Supplied material START

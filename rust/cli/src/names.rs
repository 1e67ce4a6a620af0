//! Names for computer seats.

use rand::SeedableRng;
use rand::seq::SliceRandom;
use rand_chacha::ChaCha20Rng;

const COMPUTER_NAMES: &[&str] = &[
    "HAL", "Data", "GLaDOS", "WALL-E", "EVE", "R2D2", "C3PO", "T-800", "Skynet", "Optimus",
    "Megatron", "Bender", "WOPR", "Cortana", "Marvin", "Siri", "Alexa", "Jeeves",
];

/// Computer names drawn without replacement. One pool per table setup, so
/// names never repeat at a table but every new setup starts full.
#[derive(Debug)]
pub struct NamePool {
    names: Vec<&'static str>,
    issued: usize,
}

impl NamePool {
    pub fn new(seed: u64) -> Self {
        let mut names = COMPUTER_NAMES.to_vec();
        names.shuffle(&mut ChaCha20Rng::seed_from_u64(seed));
        Self { names, issued: 0 }
    }

    /// Next unused name; falls back to numbered names once the pool is empty.
    pub fn next_name(&mut self) -> String {
        self.issued += 1;
        match self.names.pop() {
            Some(name) => name.to_string(),
            None => format!("Bot {}", self.issued),
        }
    }

    /// Seat label for a computer: base name plus the policy label.
    pub fn computer(&mut self, policy_label: &str) -> String {
        format!("{} ({})", self.next_name(), policy_label)
    }
}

Supplied material END

◆ **What you need to do**
Reproduce the entries so that each line reads exactly as it did before.

◆ **Answer for the task**
filename rust/cli/src/names.rs
repository 1e67ce4a6a620af0
//! Names for computer seats.

use rand::SeedableRng;
use rand::seq::SliceRandom;
use rand_chacha::ChaCha20Rng;

const COMPUTER_NAMES: &[&str] = &[
    "HAL", "Data", "GLaDOS", "WALL-E", "EVE", "R2D2", "C3PO", "T-800", "Skynet", "Optimus",
    "Megatron", "Bender", "WOPR", "Cortana", "Marvin", "Siri", "Alexa", "Jeeves",
];

/// Computer names drawn without replacement. One pool per table setup, so
/// names never repeat at a table but every new setup starts full.
#[derive(Debug)]
pub struct NamePool {
    names: Vec<&'static str>,
    issued: usize,
}

impl NamePool {
    pub fn new(seed: u64) -> Self {
        let mut names = COMPUTER_NAMES.to_vec();
        names.shuffle(&mut ChaCha20Rng::seed_from_u64(seed));
        Self { names, issued: 0 }
    }

    /// Next unused name; falls back to numbered names once the pool is empty.
    pub fn next_name(&mut self) -> String {
        self.issued += 1;
        match self.names.pop() {
            Some(name) => name.to_string(),
            None => format!("Bot {}", self.issued),
        }
    }

    /// Seat label for a computer: base name plus the policy label.
    pub fn computer(&mut self, policy_label: &str) -> String {
        format!("{} ({})", self.next_name(), policy_label)
    }
}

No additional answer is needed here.